Last month, we learned that the global super-rich have hidden 21 trillion US dollars from the eyes of the taxman in tax-havens around the world. Which in turn means the theft of between US$400 billion and US$1 trillion a year in taxes. Some of the culprits in this money-laundering regime are well-known: Switzerland, Monaco, the Bahamas and the Channel Islands. But thanks to our deregulation in the 80's and 90's, New Zealand is also part of this problem:

Similar observations have led Chalkie to another kind of Kiwi entity capable of being exploited by the unscrupulous. It's called a New Zealand foreign trust.

There are several key features of a foreign trust, one of them being that it pays no tax on overseas income.
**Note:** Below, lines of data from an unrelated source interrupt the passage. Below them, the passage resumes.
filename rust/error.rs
//! Error types returned by tax calculation and rule construction.

use thiserror::Error;

/// Errors raised when calculating congestion tax or building the rules that drive it.
#[derive(Debug, Error)]
pub enum TaxError {
    /// A required argument was absent or empty, or a rule parameter is out of range.
    #[error("invalid argument: {0}")]
    InvalidArgument(String),
    /// A fee schedule contains malformed or overlapping bands.
    #[error("invalid fee schedule: {0}")]
    InvalidSchedule(String),
    /// A holiday specification does not describe real dates.
    #[error("invalid calendar: {0}")]
    InvalidCalendar(String),
    /// No pre-defined calendar is registered under the requested name.
    #[error("'{0}' is not found in list of existing calendars.")]
    UnknownCalendar(String),
    #[error(transparent)]
    Json(#[from] serde_json::Error),
}

/// Result type for tax operations.
pub type TaxResult<T> = Result<T, TaxError>;
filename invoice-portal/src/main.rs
use dotenvy::dotenv;
use invoice_portal::config::get_configuration;
use invoice_portal::services::metrics::init_metrics;
use invoice_portal::startup::Application;
use service_core::observability::logging::init_tracing;

#[tokio::main]
async fn main() -> anyhow::Result<()> {
    dotenv().ok();

    let configuration = get_configuration().map_err(|e| {
        eprintln!("Failed to read configuration: {}", e);
        anyhow::anyhow!("Configuration error: {}", e)
    })?;

    init_tracing(
        "invoice-portal",
        &configuration.telemetry.log_level,
        configuration.telemetry.otlp_endpoint.as_deref(),
    );
    init_metrics();

    let application = Application::build(configuration).await.map_err(|e| {
        tracing::error!("Failed to start invoice-portal: {}", e);
        anyhow::anyhow!("Startup error: {}", e)
    })?;

    tracing::info!("Starting invoice-portal on port {}", application.port());
    application.run_until_stopped().await.map_err(|e| {
        tracing::error!("Server error: {}", e);
        anyhow::anyhow!("Server error: {}", e)
    })?;

    Ok(())
}
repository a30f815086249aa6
use axum::{http::header, response::IntoResponse};

pub async fn metrics() -> impl IntoResponse {
    (
        [(header::CONTENT_TYPE, "text/plain; version=0.0.4")],
        crate::services::metrics::get_metrics(),
    )
}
On its own that's a useful attribute, but when combined with another it becomes turbocharged, because foreign trusts don't have to tell anyone what they own, how much money they make, or who benefits from anything they pay out.


However, it may already be apparent that if, say, you had a lot of money and if, say, you wanted to hide it from certain tax authorities, a New Zealand foreign trust could be just the ticket.

So, we have a financial regime that deliberately allows wealthy foreigners to evade taxes in their home countries. This is, to put it bluntly, anti-social, an attack on the global community. So much for being a "good global citizen". We should be busting these trusts, requiring disclosure, and in turn passing the information on to the relevant tax authorities. We already do it for Australia, and we should be doing it for the rest of the world too.